### Activity
Please copy out the records that follow exactly as they stand.

-- Supplied data follows --

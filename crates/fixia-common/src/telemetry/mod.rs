//! Telemetry and observability

mod tracing_setup;

pub use tracing_setup::{
    try_init_tracing, try_init_tracing_with_config, TracingConfig, TracingError,
};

-- Supplied data concluded --

### Answer below
filename crates/fixia-common/src/telemetry/mod.rs
//! Telemetry and observability

mod tracing_setup;

pub use tracing_setup::{
    try_init_tracing, try_init_tracing_with_config, TracingConfig, TracingError,
};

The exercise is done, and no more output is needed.